L'enfant va bientôt arriver, dit l'homme, nous partirons demain. Je t'accompagne jusqu'à la ville où je dois aller pour le silo à blé, tu prendras le train pour Orly.

Mariée depuis quatorze ans, elle n'avait pas été mère; il n'avait pas été père. Car c'est la femme qui fait de l'homme un père et elle n'avait pu. Un jour ils avaient décidé, tous les deux dans leur cœur, de devenir père et mère selon leur cœur :  ces petits viendraient des pays de guerre. Et les avions leur avaient donné deux enfants, l'un aux yeux bridés, l'autre aux cheveux crépus. En les prenant dans leurs bras, leurs entrailles avaient bougé. La venue du troisième enfant avait été plusieurs fois reculée : du quinze décembre la date avait été repoussée au vingt-deux et enfin au vingt-quatre dans l'après-midi.

Elle attendait cet enfant qui leur viendrait des terres du soleil levant : elle le voyait, ils le voyaient déjà très brun sur le berceau blanc qu'on avait regarni pour la troisième fois.

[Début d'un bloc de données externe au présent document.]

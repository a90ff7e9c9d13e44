//! TOML configuration file loading
//!
//! Supports `~/.config/viva/config.toml` as a persistent config source.
//! All fields are optional — the file is a partial overlay on top of defaults.

use std::path::PathBuf;

use serde::Deserialize;

/// Top-level TOML configuration file schema
#[derive(Debug, Default, Deserialize)]
pub struct VivaConfigFile {
    /// Server/runtime configuration
    #[serde(default)]
    pub server: ServerFileConfig,

    /// Speech-to-text configuration
    #[serde(default)]
    pub stt: SttFileConfig,

    /// Chat completion configuration
    #[serde(default)]
    pub llm: LlmFileConfig,

    /// Speech synthesis configuration
    #[serde(default)]
    pub synth: SynthFileConfig,
}

/// Server/runtime configuration
#[derive(Debug, Default, Deserialize)]
pub struct ServerFileConfig {
    /// HTTP listen port
    pub port: Option<u16>,

    /// Directory for ephemeral audio spool files
    pub spool_dir: Option<String>,
}

/// Speech-to-text configuration
#[derive(Debug, Default, Deserialize)]
pub struct SttFileConfig {
    /// OpenAI-compatible API base URL
    pub api_url: Option<String>,

    /// Transcription model (e.g. "whisper-1")
    pub model: Option<String>,

    /// Request deadline in seconds
    pub timeout_secs: Option<u64>,
}

/// Chat completion configuration
#[derive(Debug, Default, Deserialize)]
pub struct LlmFileConfig {
    /// OpenAI-compatible API base URL
    pub api_url: Option<String>,

    /// Completion model (e.g. "gpt-3.5-turbo")
    pub model: Option<String>,

    /// Sampling temperature for interview turns
    pub turn_temperature: Option<f32>,

    /// Sampling temperature for the final evaluation
    pub summary_temperature: Option<f32>,

    /// Request deadline in seconds
    pub timeout_secs: Option<u64>,
}

/// Speech synthesis configuration
#[derive(Debug, Default, Deserialize)]
pub struct SynthFileConfig {
    /// Piper binary name or path
    pub piper_bin: Option<String>,

    /// Piper voice model path (.onnx)
    pub voice_model: Option<String>,

    /// ffmpeg binary name or path
    pub ffmpeg_bin: Option<String>,

    /// PCM sample rate produced by the voice model
    pub sample_rate: Option<u32>,

    /// Whole-pipeline deadline in seconds
    pub timeout_secs: Option<u64>,
}

/// Load the TOML config file from the standard path
///
/// Returns `VivaConfigFile::default()` if the file doesn't exist or can't be
/// parsed.
pub fn load_config_file() -> VivaConfigFile {
    let Some(path) = config_file_path() else {
        return VivaConfigFile::default();
    };

    if !path.exists() {
        return VivaConfigFile::default();
    }

    match std::fs::read_to_string(&path) {
        Ok(content) => match toml::from_str(&content) {
            Ok(config) => {
                tracing::info!(path = %path.display(), "loaded config file");
                config
            }
            Err(e) => {
                tracing::warn!(
                    path = %path.display(),
                    error = %e,
                    "failed to parse config file, using defaults"
                );
                VivaConfigFile::default()
            }
        },
        Err(e) => {
            tracing::warn!(
                path = %path.display(),
                error = %e,
                "failed to read config file"
            );
            VivaConfigFile::default()
        }
    }
}

/// Return the config file path: `~/.config/viva/config.toml`
pub fn config_file_path() -> Option<PathBuf> {
    directories::BaseDirs::new().map(|d| d.config_dir().join("viva").join("config.toml"))
}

Le jour vint où l'avion allait descendre, lourd de ce très lourd fardeau. Dans la salle des pas perdus, elle marcha très longtemps: les avions étaient déroutés, retardés. Tant de brouillards couvraient  ce Noël de la grande ville.

L'enfant fut annoncé par tous les hauts - parleurs clamant son arrivée dans tous les horizons. La femme le sentit en elle et devient mère et la mère courut. Vérifications d'identité, mauvais guichet, mauvaises portes. Enfin l'enfant du soleil levant descendit dans ses bras, brûlant.

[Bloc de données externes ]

//! Health check endpoints

use std::sync::Arc;

use axum::{Json, Router, extract::State, http::StatusCode, routing::get};
use serde::Serialize;

use super::ApiState;

/// Health check response
#[derive(Serialize)]
pub struct HealthResponse {
    pub status: &'static str,
    pub version: &'static str,
}

/// Detailed readiness response
#[derive(Serialize)]
pub struct ReadinessResponse {
    pub status: &'static str,
    pub checks: ReadinessChecks,
}

/// Individual readiness checks
#[derive(Serialize)]
pub struct ReadinessChecks {
    pub spool: CheckResult,
    pub transcription: CheckResult,
    pub completion: CheckResult,
    pub synthesis: CheckResult,
}

/// Result of a single health check
#[derive(Serialize)]
pub struct CheckResult {
    pub status: &'static str,
    #[serde(skip_serializing_if = "Option::is_none")]
    pub message: Option<String>,
}

impl CheckResult {
    const fn ok() -> Self {
        Self {
            status: "ok",
            message: None,
        }
    }

    fn fail(message: impl Into<String>) -> Self {
        Self {
            status: "fail",
            message: Some(message.into()),
        }
    }
}

/// Liveness probe - is the service running?
async fn health() -> Json<HealthResponse> {
    Json(HealthResponse {
        status: "ok",
        version: env!("CARGO_PKG_VERSION"),
    })
}

/// Readiness probe - can the service serve a full interview?
async fn ready(State(state): State<Arc<ApiState>>) -> (StatusCode, Json<ReadinessResponse>) {
    let checks = ReadinessChecks {
        spool: check_spool(&state),
        transcription: check_transcription(&state),
        completion: check_completion(&state),
        synthesis: check_synthesis(&state),
    };

    let all_ok = [&checks.spool, &checks.transcription, &checks.completion, &checks.synthesis]
        .iter()
        .all(|check| check.status == "ok");

    let status = if all_ok { "ok" } else { "degraded" };
    let http_status = if all_ok {
        StatusCode::OK
    } else {
        StatusCode::SERVICE_UNAVAILABLE
    };

    (http_status, Json(ReadinessResponse { status, checks }))
}

/// Check that the spool directory accepts writes
fn check_spool(state: &ApiState) -> CheckResult {
    let probe = state.spool.path().join(".readyz");
    match std::fs::write(&probe, b"ok") {
        Ok(()) => {
            let _ = std::fs::remove_file(&probe);
            CheckResult::ok()
        }
        Err(e) => CheckResult::fail(format!("spool not writable: {e}")),
    }
}

/// Check that a transcription credential is configured
fn check_transcription(state: &ApiState) -> CheckResult {
    if state.config.stt.api_key.is_some() {
        CheckResult::ok()
    } else {
        CheckResult::fail("no API credential configured")
    }
}

/// Check that a completion credential is configured
fn check_completion(state: &ApiState) -> CheckResult {
    if state.config.llm.api_key.is_some() {
        CheckResult::ok()
    } else {
        CheckResult::fail("no API credential configured")
    }
}

/// Check that the synthesis binaries are on PATH
fn check_synthesis(state: &ApiState) -> CheckResult {
    let synth = &state.config.synth;
    match (which::which(&synth.piper_bin), which::which(&synth.ffmpeg_bin)) {
        (Ok(_), Ok(_)) => CheckResult::ok(),
        (Err(e), _) => CheckResult::fail(format!("{} not found: {e}", synth.piper_bin)),
        (_, Err(e)) => CheckResult::fail(format!("{} not found: {e}", synth.ffmpeg_bin)),
    }
}

/// Build health router (liveness only, no state needed)
pub fn router() -> Router {
    Router::new().route("/health", get(health))
}

/// Build readiness router (needs state for checks)
pub fn ready_router(state: Arc<ApiState>) -> Router {
    Router::new().route("/ready", get(ready)).with_state(state)
}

Mais la nuit était avancée, les routes gelées, les plans déchirés, les correspondances brouillées. Il fallait trouver une place dans la grande ville. Elle appela :

-             Taxi ! Un hôtel, vite.

L'enfant comme un petit démon aux couleurs sombres hurlait sur la banquette arrière. Il se tordait, épuisé par des heures de voyage. Le taxi, très lentement, progressait de feu en feu, au milieu des fêtards qui couraient à une nuit folle…

Le conducteur était excédé. Il stoppa près d'un hôtel illuminé encore en pleine nuit, pour ce Noël. Trouverait-on ici même place pour le petit ? Avant de descendre pour s'enquérir, l'homme se retourna.

-             Avec des hurlements comme çà, la petite dame, y a pas un hôtel qui vous prendra une nuit de fête !
-             Elle insista. Le chauffeur n'écoutait pas


Elle se fit avocate, raconta toute son histoire : ces enfants qui venaient en son foyer vide, qui descendaient du ciel… l'un de l'Asie, l'autre échappé d'un génocide en Afrique, celui-là qui venait du Proche - Orient. Le chauffeur claqua la porte avec grogne et les laissa tous deux aux pieds des marches, dans la lumière de l'hôtel.

Quelques instants plus tard, après un détour sur la bordure du boulevard, il revenait :

-             Combien avez-vous dit de kilomètres jusqu'à votre maison ? Trois cents?… Y a pas de place pour vous à l'hôtel. J'ai vu les autres taxis, on s'est arrangés. Vous avez dit trois cents ?…
L'homme s'assit, à nouveau claqua la porte, alluma une pipe et ronchonna :
-             La nuit de Noël, une histoire comme çà c'est fou ! Allez ! on vous reconduit, pour votre Noël.
-             Et de feu en feu, de carrefour en carrefour, il traversa la grande ville pour courir avec l'enfant vers la maison de celle-là qu'il emmenait et qui n'avait pas été mère, vers celui-là qui attendait et qui n'avait pas été père.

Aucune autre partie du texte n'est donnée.